Secondo uno studio condotto da Althesys, il sistema della cosmetica in italia nel 2021 ha generato un valore condiviso pari a 22,3 miliardi di euro nel 2021, pari all’1,25% del Pil. Valore condiviso è sinonimo di benefici per la collettività. Basti pensare che il 90% delle ricadute dirette è percepito dallo Stato, dai lavoratori e da altre aziende della filiera. La contribuzione fiscale generata è di 6,7 miliardi di euro tra filiera e indotto; il 30% del valore creato è distribuito allo Stato attraverso le varie imposte e i contributi. Significativa è anche la ricaduta occupazionale: 6,3 posti di lavoro aggiuntivi nella filiera allargata per ogni addetto dell’industria cosmetica. Inoltre, le aziende dedicano a salari e contributi 6,4 miliardi di euro, dando lavoro a circa 155mila addetti nella catena che va dalla produzione alla distribuzione. Il numero dei lavoratori sale a 390mila includendo i canali professionali di estetica e acconciatura.
«Il sistema a filiera, caratterizzato da piccole e grandi imprese legate da fili invisibili ma molto solidi, è il metodo che ha permesso al settore della cosmetica di recuperare molto velocemente. La filiera cosmetica si è dimostrata resiliente, ha recuperato i livelli pre-pandemia superandoli - afferma Maurizio Marchesini, vicepresidente di Confindustria per le Filiere e le medie imprese -. La filiera cosmetica va sostenuta per il valore economico e per la particolare fragilità che potrebbe avere in quanto è una filiera che fa ricerca e sviluppo, che sta affrontando molto velocemente la doppia transizione, digitale e ambientale».

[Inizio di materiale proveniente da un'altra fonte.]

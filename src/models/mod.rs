mod client;
mod invoice;
mod invoice_line;
mod product;
mod catalog;
mod reference;
mod page;

pub use client::Client;
pub use invoice::{Invoice, InvoiceStatus};
pub use invoice_line::InvoiceLine;
pub use product::Product;
pub use catalog::{CatalogEntry, CatalogKind};
pub use reference::{DocumentType, PaymentMethod, Salesperson};
pub use page::Page;

#[cfg(test)]
mod tests {
    use super::*;
    use chrono::NaiveDate;

    #[test]
    fn invoice_list_rows_decode_without_lines() {
        let body = r#"{
            "items": [
                {
                    "id": 12,
                    "number": "F-0012",
                    "client_id": 3,
                    "client_name": "ACME",
                    "date": "2024-03-01",
                    "status": "issued",
                    "payment_method_id": 1,
                    "salesperson_id": null,
                    "general_discount": 0.0,
                    "total": 97.5
                }
            ],
            "page": 1,
            "total_pages": 4,
            "total": 61
        }"#;

        let page: Page<Invoice> = serde_json::from_str(body).unwrap();
        assert_eq!(page.items.len(), 1);
        assert!(page.has_more());

        let invoice = &page.items[0];
        assert_eq!(invoice.status, InvoiceStatus::Issued);
        assert_eq!(invoice.date, NaiveDate::from_ymd_opt(2024, 3, 1).unwrap());
        assert!(invoice.lines.is_empty());
    }

    #[test]
    fn invoice_detail_decodes_with_lines() {
        let body = r#"{
            "id": 12,
            "number": "F-0012",
            "client_id": 3,
            "client_name": "ACME",
            "date": "2024-03-01",
            "status": "draft",
            "payment_method_id": 1,
            "salesperson_id": 7,
            "general_discount": 5.0,
            "lines": [
                {
                    "product_id": 1,
                    "product_name": "Widget",
                    "unit_price": 100.0,
                    "quantity": 2.0,
                    "discount": 10.0
                }
            ],
            "total": 171.0
        }"#;

        let invoice: Invoice = serde_json::from_str(body).unwrap();
        assert_eq!(invoice.salesperson_id, Some(7));
        assert_eq!(invoice.lines.len(), 1);
        assert_eq!(invoice.lines[0].quantity, 2.0);
    }

    #[test]
    fn status_round_trips_in_lowercase() {
        let encoded = serde_json::to_string(&InvoiceStatus::Cancelled).unwrap();
        assert_eq!(encoded, "\"cancelled\"");

        let decoded: InvoiceStatus = serde_json::from_str("\"paid\"").unwrap();
        assert_eq!(decoded, InvoiceStatus::Paid);
    }

    #[test]
    fn client_decodes_with_nullable_fields() {
        let body = r#"{
            "id": 3,
            "name": "ACME",
            "tax_id": "20100012345",
            "document_type_id": null,
            "email": "billing@acme.test",
            "phone": "",
            "address": null
        }"#;

        let client: Client = serde_json::from_str(body).unwrap();
        assert_eq!(client.document_type_id, None);
        assert_eq!(client.address, None);
    }

    #[test]
    fn service_product_decodes() {
        let body = r#"{
            "id": 8,
            "code": "SVC-001",
            "name": "Installation",
            "price": 50.0,
            "stock": 0.0,
            "is_service": true,
            "product_type_id": 2,
            "category_id": null,
            "brand_id": null
        }"#;

        let product: Product = serde_json::from_str(body).unwrap();
        assert!(product.is_service);
        assert_eq!(product.product_type_id, Some(2));
    }
}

Il ministro per le imprese e il made in Italy Adolfo Urso aggiunge: «Il sistema della cosmetica è uno degli asset più importanti dell’export, il simbolo del benessere, eccellenza del made in Italy. Sosteniamo l’innovazione e la formazione tecnica. Stiamo lavorando ad un’operazione di riqualificazione delle competenze a ogni livello per creare sinergia tra formazione e impresa. Sull’innovazione tecnologica stiamo lavorando anche in sede europea e in sinergia con il ministro Fitto per ottenere le risorse necessarie a rilanciare il piano 5.0 per sostenere le nostre imprese nella doppia transizione green e digitale. Nel contempo, siamo impegnati ad evitare che i nuovi regolamenti europei su imballaggi, microplastiche e acque reflue siano vessatori per le imprese italiane che proprio sulla sostenibilità e sul benessere dei consumatori hanno investito più di tutte».